Quietly devastating . . . Ogawa finds new ways to express old anxieties about authoritarianism, environmental depredation and humanity’s willingness to be complicit in its own demise.
— The Washington Post

Pan Macmillan, 2020
Translated by Stephen Snyder

A haunting Orwellian novel about the terrors of state surveillance, from the acclaimed author of The Housekeeper and the Professor.

On an unnamed island, objects are disappearing: first hats, then ribbons, birds, roses. . . . Most of the inhabitants are oblivious to these changes, while those few able to recall the lost objects live in fear of the draconian Memory Police, who are committed to ensuring that what has disappeared remains forgotten. When a young writer discovers that her editor is in danger, she concocts a plan to hide him beneath her floorboards, and together they cling to her writing as the last way of preserving the past. Powerful and provocative, The Memory Police is a stunning novel about the trauma of loss.

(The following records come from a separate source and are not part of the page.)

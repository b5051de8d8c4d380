// SPDX-License-Identifier: AGPL-3.0-only
// Copyright (C) 2024 Jonathan Lee
// This program is free software: you can redistribute it and/or modify
// it under the terms of the GNU Affero General Public License version 3
// as published by the Free Software Foundation.
// This program is distributed in the hope that it will be useful,
// but WITHOUT ANY WARRANTY; without even the implied warranty of
// MERCHANTABILITY or FITNESS FOR A PARTICULAR PURPOSE.
// See the GNU Affero General Public License for more details.
// You should have received a copy of the GNU Affero General Public License
// along with this program. If not, see https://www.gnu.org/licenses/.

pub mod denylist;
pub mod query_scan;
pub mod structure;

pub use structure::{analyze_code_structure, CodeStructure};

use crate::script::ast::{walk_expr, walk_program, walk_stmt, Expr, Program, Stmt, StmtKind, Visitor};
use crate::script::parse;
use crate::telemetry::log_guard_event;
use denylist::{is_forbidden_module, DANGEROUS_CALLS, DANGEROUS_METHODS, FILE_METHODS, FILE_PRIMITIVES};
use quarry_contracts::ValidationVerdict;
use serde_json::json;
use tracing::{info, warn};

pub const RESULT_BINDING: &str = "result";

/// Per-check findings, kept apart so the verdict lists them check by check.
#[derive(Default)]
struct Findings {
    dangerous_calls: Vec<String>,
    forbidden_imports: Vec<String>,
    file_operations: Vec<String>,
}

impl Visitor for Findings {
    fn visit_stmt(&mut self, stmt: &Stmt) {
        match &stmt.kind {
            StmtKind::Import(names) => {
                self.forbidden_imports.extend(
                    names
                        .iter()
                        .filter(|alias| is_forbidden_module(&alias.name))
                        .map(|alias| alias.name.clone()),
                );
            }
            StmtKind::ImportFrom { module, .. } if is_forbidden_module(module) => {
                self.forbidden_imports.push(module.clone());
            }
            _ => {}
        }
        walk_stmt(self, stmt);
    }

    fn visit_expr(&mut self, expr: &Expr) {
        if let Expr::Call { func, .. } = expr {
            match func.as_ref() {
                Expr::Name(name) => {
                    if DANGEROUS_CALLS.contains(&name.as_str()) {
                        self.dangerous_calls.push(name.clone());
                    }
                    if FILE_PRIMITIVES.contains(&name.as_str()) {
                        self.file_operations.push(name.clone());
                    }
                }
                Expr::Attribute { attr, .. } => {
                    if DANGEROUS_METHODS.contains(&attr.as_str()) {
                        self.dangerous_calls.push(attr.clone());
                    }
                    if FILE_METHODS.contains(&attr.as_str()) {
                        self.file_operations.push(format!("file.{attr}"));
                    }
                }
                _ => {}
            }
        }
        walk_expr(self, expr);
    }
}

fn binds_name(target: &Expr, binding: &str) -> bool {
    match target {
        Expr::Name(name) => name == binding,
        Expr::Tuple(items) | Expr::List(items) => items.iter().any(|item| binds_name(item, binding)),
        _ => false,
    }
}

/// Module-scope assignment, looking through control flow but not into function bodies.
fn assigns_at_module_scope(body: &[Stmt], binding: &str) -> bool {
    body.iter().any(|stmt| match &stmt.kind {
        StmtKind::Assign { targets, .. } => targets.iter().any(|t| binds_name(t, binding)),
        StmtKind::If { body, orelse, .. } => {
            assigns_at_module_scope(body, binding) || assigns_at_module_scope(orelse, binding)
        }
        StmtKind::For { body, .. } | StmtKind::While { body, .. } => {
            assigns_at_module_scope(body, binding)
        }
        StmtKind::Try {
            body,
            handlers,
            finalbody,
        } => {
            assigns_at_module_scope(body, binding)
                || handlers
                    .iter()
                    .any(|handler| assigns_at_module_scope(&handler.body, binding))
                || assigns_at_module_scope(finalbody, binding)
        }
        _ => false,
    })
}

/// Static checks over generated code. Never runs the code.
#[derive(Debug, Clone)]
pub struct CodeSafetyValidator {
    result_binding: String,
}

impl Default for CodeSafetyValidator {
    fn default() -> Self {
        Self {
            result_binding: RESULT_BINDING.to_string(),
        }
    }
}

impl CodeSafetyValidator {
    pub fn new() -> Self {
        Self::default()
    }

    pub fn result_binding(&self) -> &str {
        &self.result_binding
    }

    pub fn validate(&self, code: &str) -> ValidationVerdict {
        self.inspect(code).0
    }

    /// Validates and hands back the parsed program so callers need not parse twice.
    pub fn inspect(&self, code: &str) -> (ValidationVerdict, Option<Program>) {
        info!(code_len = code.len(), "Starting code validation");
        match parse(code) {
            Ok(program) => {
                let verdict = self.check_program(&program);
                (verdict, Some(program))
            }
            Err(err) => {
                warn!(line = err.line, error = %err.message, "Code failed to parse");
                log_guard_event(
                    "syntax_error",
                    json!({ "line": err.line, "message": err.message }),
                );
                (ValidationVerdict::rejected(format!("Syntax error: {err}")), None)
            }
        }
    }

    pub fn check_program(&self, program: &Program) -> ValidationVerdict {
        let mut findings = Findings::default();
        walk_program(&mut findings, program);

        let mut issues: Vec<String> = findings
            .dangerous_calls
            .iter()
            .map(|call| format!("Dangerous function call: {call}"))
            .collect();
        issues.extend(
            findings
                .forbidden_imports
                .iter()
                .map(|module| format!("Forbidden import: {module}")),
        );
        if !assigns_at_module_scope(&program.body, &self.result_binding) {
            issues.push(format!(
                "Code must assign output to '{}' variable",
                self.result_binding
            ));
        }
        issues.extend(
            findings
                .file_operations
                .iter()
                .map(|op| format!("File operation not allowed: {op}")),
        );
        issues.extend(query_scan::scan_queries(program));

        log_guard_event(
            "validation_completed",
            json!({
                "valid": issues.is_empty(),
                "issue_count": issues.len(),
                "dangerous_calls": findings.dangerous_calls,
                "forbidden_imports": findings.forbidden_imports,
            }),
        );
        if issues.is_empty() {
            info!("Code validation passed");
        } else {
            warn!(issues = issues.len(), "Code validation failed");
        }
        ValidationVerdict::from_issues(issues)
    }
}

#[cfg(test)]
mod tests {
    use super::*;

    fn validate(code: &str) -> ValidationVerdict {
        CodeSafetyValidator::new().validate(code)
    }

    #[test]
    fn trivial_contract_is_valid() {
        let verdict = validate("result = 1\ndata_summary = {}");
        assert!(verdict.valid, "{:?}", verdict.issues);
    }

    #[test]
    fn forbidden_import_is_named() {
        let verdict = validate("import os\nresult = 1");
        assert!(!verdict.valid);
        assert_eq!(verdict.issues, vec!["Forbidden import: os"]);

        let verdict = validate("from subprocess import run\nresult = 1");
        assert!(verdict.mentions("subprocess"));
    }

    #[test]
    fn dangerous_calls_match_by_name_and_attribute() {
        assert!(validate("result = eval('1+1')").mentions("eval"));
        let verdict = validate("thing.system('ls')\nresult = 1");
        assert_eq!(verdict.issues, vec!["Dangerous function call: system"]);
    }

    #[test]
    fn denylisted_names_outside_calls_are_fine() {
        let verdict = validate("system = 'eval'\n# import os\nresult = system");
        assert!(verdict.valid, "{:?}", verdict.issues);
    }

    #[test]
    fn result_must_be_assigned_at_module_scope() {
        let verdict = validate("def f():\n    result = 1\n    return result\nx = f()\n");
        assert_eq!(verdict.issues, vec!["Code must assign output to 'result' variable"]);

        let verdict = validate("if True:\n    result = 1\nelse:\n    result = 2\n");
        assert!(verdict.valid);

        let verdict = validate("result, data_summary = 1, {}\n");
        assert!(verdict.valid);
    }

    #[test]
    fn open_is_both_dangerous_and_a_file_operation() {
        let verdict = validate("fh = open('x.txt')\ntext = fh.read()\nresult = text");
        assert_eq!(
            verdict.issues,
            vec![
                "Dangerous function call: open",
                "File operation not allowed: open",
                "File operation not allowed: file.read",
            ]
        );
    }

    #[test]
    fn embedded_sql_is_scanned_with_word_boundaries() {
        assert!(validate("query = 'DROP TABLE x'\nresult = 1").mentions("DROP"));
        let verdict = validate("query = 'SELECT DROPBOX_COL FROM x'\nresult=1");
        assert!(verdict.valid, "{:?}", verdict.issues);
    }

    #[test]
    fn findings_accumulate_in_check_order() {
        let verdict = validate("import pickle\nx = exec('pass')\nq = 'DELETE FROM t'\n");
        assert_eq!(
            verdict.issues,
            vec![
                "Dangerous function call: exec",
                "Forbidden import: pickle",
                "Code must assign output to 'result' variable",
                "SQL contains forbidden operation(s): DELETE",
            ]
        );
    }

    #[test]
    fn syntax_errors_short_circuit() {
        let verdict = validate("import os\nresult = (1 +\n");
        assert!(!verdict.valid);
        assert_eq!(verdict.issues.len(), 1);
        assert!(verdict.issues[0].starts_with("Syntax error:"));
    }

    #[test]
    fn pathological_nesting_is_rejected_not_crashed() {
        for depth in [100, 2000] {
            let code = format!("result = {}1{}\n", "(".repeat(depth), ")".repeat(depth));
            let verdict = validate(&code);
            assert!(!verdict.valid);
            assert_eq!(verdict.issues.len(), 1);
            assert!(
                verdict.issues[0].starts_with("Syntax error: too many nested parentheses"),
                "{:?}",
                verdict.issues
            );
        }
        let code = format!("result = {}1\n", "-".repeat(50_000));
        assert!(validate(&code).issues[0].starts_with("Syntax error: too many nested"));
    }
}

  • American Book Award Winner

  • Finalist for the International Booker Prize and the National Book Award


Yoko Ogawa has won every major Japanese literary award. Her fiction has appeared in The New Yorker, A Public Space, and Zoetrope: All-Story. Her works include The Diving Pool, a collection of three novellas; The Housekeeper and the Professor; Hotel Iris; and Revenge. She lives in Hyogo.